I'm at the beginning of the process of taking away a great deal of my mother's independence. If I tell you that this experience has allowed me to get in touch with pockets of guilt and resentment I never touched before, I'm probably understating. I've come to understand the phrase "Sandwich Generation" with a new clarity. My youngest child is a high school senior. She's visiting colleges, getting her prerequisites in order, checking into scholarship programs...
And just at that moment, when I can begin to imagine a world in which sex happens without fortress-like door locks and money doesn't flow like water...in walks my mother.
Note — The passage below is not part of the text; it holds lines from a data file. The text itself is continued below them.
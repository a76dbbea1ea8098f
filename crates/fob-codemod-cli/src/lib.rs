//! fob-codemod CLI - run structural codemods over a source tree.
//!
//! This crate provides the command-line interface for `fob-codemod`,
//! exposing its transforms over whole directories with parallel processing,
//! layered configuration and dry-run/check modes for CI.
//!
//! # Architecture
//!
//! - [`cli`] - Argument definitions (clap derive)
//! - [`config`] - Layered configuration loading with figment
//! - [`discovery`] - Source file discovery honoring `.gitignore`
//! - `commands` - The `fc` and `imports` subcommands
//! - [`error`] - Error types with actionable hints
//! - [`logger`] - Structured logging with tracing
//! - [`ui`] - Status messages and run summaries
//!
//! # Example
//!
//! ```rust,no_run
//! use fob_codemod_cli::{error::Result, logger};
//!
//! fn main() -> Result<()> {
//!     logger::init_logger(false, false, false);
//!     // Command dispatch...
//!     Ok(())
//! }
//! ```

pub mod cli;
pub mod commands;
pub mod config;
pub mod discovery;
pub mod error;
pub mod logger;
pub mod ui;

// Re-export commonly used types
pub use error::{CliError, ConfigError, Result, ResultExt};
My mother is 73. She's intelligent and articulate, well-read, passionate about animals and the ecology. She's always been a little out of the mainstream, but what the hell...so have I. Recently, though, her quirkiness has evolved into something a lot less cute and a lot more unsafe. As she's aged, the details of her life have become unmanageable. And the more the trappings of normalcy slip away, the more she's isolated herself, hoping that no one will notice how overwhelmed she is.
I've run through the usual litany of corrective actions: offers of help for her sake, offers of help for my sake, dire predictions about the danger of hurting herself, and my favorite of all...the Scenario of Doom. "Mom. You're going to fall and break something, and no one will know until you're dead and the dogs have eaten your face. And who's going to find that? Me. So your last official act in this world will be to ruin my life? Thanks."
My mother's response? "I'm fine. It's fine." The tree across the driveway? It's fine. It's good exercise for elderly people to crawl over or under it. It's like having a 10 ton Bowflex. The tree on the utility lines? It's fine too. It keeps the power bill down.
*sigh*
So this last week I have begun the project of hooking my mom up with a variety of Elderly Assistance organizations. I'm alternately relieved, defiant, and wracked with guilt. Who ever thought that I, a small "L" libertarian, would ever tell another sentient adult how to live? But now I have. I am. I'm on a mission to make my mother's life safe and manageable, whether she likes it or not. I plan to knock down the 4 foot high weeds in the yard, to cut up the downed trees that fell in last years storms (including the one that landed on the roof), and to do the repairs and maintenance to her house that homes need in order to make them habitable and comfortable.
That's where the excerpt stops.